Graduate School boosts cross-department programs

The school created the Interdisciplinary Commons this year to give students a space to collaborate.

Christopher Aadland

A group of graduate students from academic fields across the University of Minnesota gathers twice a month in the Nolte Center with the aim of collaborating with people from outside their departments.

Many people who study multiple subjects say this interdisciplinary work can be tough to do.

However, the Graduate School has this year expanded its resources for doing so through programs like the Interdisciplinary Commons, with a goal to increase the pool of students studying across disciplines.

“There’s been a lot of concern of ‘How do we create incentives, and how do we remove barriers to make interdisciplinary work more effective and more possible?’” said Mary Jo Kreitzer, director of the University’s Center for Spirituality and Healing, which conducts health-related interdisciplinary research. 

The Graduate School created the Interdisciplinary Commons because students didn’t have a space to do their cross-departmental work, said Vicki Field, director of the Graduate School’s Office of Interdisciplinary Initiatives.

The new program offers resources like research feedback and guest speakers for students interested in interdisciplinary work.

The program is on a trial basis for this year, Field said, and will continue if the Graduate School includes funding for it in the budget request this spring.

The school requested and received an $80,000 allocation to support interdisciplinary work for this year, which included funds for the commons, she said.

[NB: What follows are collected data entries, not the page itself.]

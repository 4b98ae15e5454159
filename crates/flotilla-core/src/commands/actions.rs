//! Actions command implementation.
//!
//! Derives current and desired application states from platform data and
//! intent flags, then computes the reconciliation actions.

use serde::Serialize;

use crate::lifecycle::{
    actions_to_achieve, current_state, desired_state, ApplicationSnapshot,
    ApplicationStartupState, ApplicationStateAction, StartupIntent,
};

/// Options for the actions command
#[derive(Debug, Clone)]
pub struct ActionsOptions {
    /// Live instance counts and requested state
    pub snapshot: ApplicationSnapshot,
    /// Intent flags from the deployment request
    pub intent: StartupIntent,
    /// Explicit desired state, overriding intent derivation
    pub desired: Option<ApplicationStartupState>,
}

impl ActionsOptions {
    pub fn new(snapshot: ApplicationSnapshot) -> Self {
        Self {
            snapshot,
            intent: StartupIntent::default(),
            desired: None,
        }
    }

    pub fn with_intent(mut self, intent: StartupIntent) -> Self {
        self.intent = intent;
        self
    }

    pub fn with_desired(mut self, desired: ApplicationStartupState) -> Self {
        self.desired = Some(desired);
        self
    }
}

/// Result of action calculation
#[derive(Debug, Clone, Serialize)]
pub struct ActionsReport {
    pub current: ApplicationStartupState,
    pub desired: ApplicationStartupState,
    /// Actions in execution order
    pub actions: Vec<ApplicationStateAction>,
}

/// Actions command orchestrator
#[derive(Debug, Default)]
pub struct ActionsCommand;

impl ActionsCommand {
    pub fn new() -> Self {
        Self
    }

    pub fn run(&self, options: &ActionsOptions) -> anyhow::Result<ActionsReport> {
        let current = current_state(&options.snapshot, &options.intent);
        let desired = match options.desired {
            Some(state) => state,
            None => desired_state(&options.intent),
        };

        // An execute intent is its own goal; reconciliation does not apply
        // unless the caller asked for a different target explicitly.
        let actions = if options.intent.execute_only && options.desired.is_none() {
            Vec::new()
        } else {
            actions_to_achieve(current, desired)?.into_iter().collect()
        };

        Ok(ActionsReport {
            current,
            desired,
            actions,
        })
    }
}
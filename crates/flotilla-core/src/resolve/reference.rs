//! Reference token syntax.
//!
//! Values embed references as `${name}` or `${name/key/path}`. A leading
//! backslash escapes the token; escaped tokens survive resolution and lose
//! the backslash in a final unescape pass. The pattern is a wire contract
//! shared with existing descriptor files.

use std::sync::LazyLock;

use regex::Regex;

static REFERENCE_PATTERN: LazyLock<Regex> =
    LazyLock::new(|| Regex::new(r"(\\)?\$\{([^{}]+)\}").expect("reference pattern is valid"));

const ESCAPED_PREFIX: &str = "\\${";
const PREFIX: &str = "${";

/// One reference occurrence inside a string value.
#[derive(Debug, Clone, PartialEq, Eq)]
pub struct ReferenceToken {
    /// First path segment: a dependency name, or a parameter key for short
    /// tokens.
    pub dependency: String,
    /// Remaining path segments under the dependency's property map.
    pub path: Vec<String>,
    /// The exact matched text, escaping backslash included.
    pub literal: String,
    pub escaped: bool,
    /// Byte range of the match within the scanned string.
    pub start: usize,
    pub end: usize,
}

impl ReferenceToken {
    /// Short tokens (`${key}`) name a parameter in scope rather than a
    /// dependency property.
    pub fn is_short(&self) -> bool {
        self.path.is_empty()
    }

    /// The property path joined back into its written form.
    pub fn key(&self) -> String {
        self.path.join("/")
    }

    /// Whether the token is the entire scanned string.
    pub fn spans(&self, text: &str) -> bool {
        self.start == 0 && self.end == text.len()
    }
}

/// All reference tokens in `text`, in match order.
pub fn find_tokens(text: &str) -> Vec<ReferenceToken> {
    REFERENCE_PATTERN
        .captures_iter(text)
        .filter_map(|captures| {
            let matched = captures.get(0)?;
            let escaped = captures.get(1).is_some();
            let body = captures.get(2).map(|m| m.as_str()).unwrap_or_default();
            let mut segments = body.split('/').map(str::to_string);
            Some(ReferenceToken {
                dependency: segments.next().unwrap_or_default(),
                path: segments.collect(),
                literal: matched.as_str().to_string(),
                escaped,
                start: matched.start(),
                end: matched.end(),
            })
        })
        .collect()
}

pub fn contains_reference(text: &str) -> bool {
    REFERENCE_PATTERN.is_match(text)
}

/// Strip the escaping backslash from escaped tokens, leaving the literal
/// `${...}` text.
pub fn unescape(text: &str) -> String {
    text.replace(ESCAPED_PREFIX, PREFIX)
}

#[cfg(test)]
mod tests {
    use super::*;

    #[test]
    fn test_short_token() {
        let tokens = find_tokens("${default-host}");
        assert_eq!(tokens.len(), 1);
        assert_eq!(tokens[0].dependency, "default-host");
        assert!(tokens[0].is_short());
        assert!(!tokens[0].escaped);
        assert!(tokens[0].spans("${default-host}"));
    }

    #[test]
    fn test_qualified_token_with_nested_path() {
        let text = "url: ${api/endpoints/0/url}";
        let tokens = find_tokens(text);
        assert_eq!(tokens.len(), 1);
        assert_eq!(tokens[0].dependency, "api");
        assert_eq!(tokens[0].path, vec!["endpoints", "0", "url"]);
        assert_eq!(tokens[0].key(), "endpoints/0/url");
        assert_eq!(&text[tokens[0].start..tokens[0].end], tokens[0].literal);
        assert!(!tokens[0].spans(text));
    }

    #[test]
    fn test_escaped_token() {
        let tokens = find_tokens(r"keep \${literal/key} as is");
        assert_eq!(tokens.len(), 1);
        assert!(tokens[0].escaped);
        assert_eq!(tokens[0].literal, r"\${literal/key}");
    }

    #[test]
    fn test_multiple_tokens_in_order() {
        let tokens = find_tokens("${a}-${b/c}");
        let names: Vec<_> = tokens.iter().map(|t| t.dependency.as_str()).collect();
        assert_eq!(names, vec!["a", "b"]);
    }

    #[test]
    fn test_plain_text_has_no_tokens() {
        assert!(find_tokens("no references here").is_empty());
        assert!(!contains_reference("$ { not a token }"));
    }

    #[test]
    fn test_unescape_strips_single_backslash() {
        assert_eq!(unescape(r"\${a/b}"), "${a/b}");
        assert_eq!(unescape("${a/b}"), "${a/b}");
    }
}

The allocation is also funding interdisciplinary graduate group competitions, which award groups of students, faculty and staff members with similar interdisciplinary interests between $3,000 and $12,000 to tackle a cross-field question, Field said.

Nicole Scott, a doctoral student who studies cognitive science, said working across disciplines with other students and faculty members helps develop fresh approaches to projects and research.

“Getting your hands on as much information as possible and getting to know as many people as possible –– that’s what interdisciplinarity is all about,” she said. “You never know what kinds of projects you’ll come up with.”

Interdisciplinary work is also essential to solving complex global challenges, Field said.

The University’s strategic plan released this fall highlights the need to increase interdisciplinary work in order to solve issues like food security and climate change.

“The whole idea of global challenges really speaks to the importance of not only interdisciplinary education but research,” Kreitzer said.

Cross-field work is also an emerging trend in higher education, Field said.

More than 60 percent of students expressed interest in participating in interdisciplinary work in a 2013 Graduate School interdisciplinary interests survey.

But meeting that demand requires resources.

While interdisciplinary initiatives like the commons have funds through this year, Field said it may be a challenge to secure future funding.

The growth of the commons center and other interdisciplinary initiatives depends on how much money the Graduate School funnels into that type of work, she said.

“I think depending on the success of our initiatives this year … that experience will help create a request for funding,” Field said.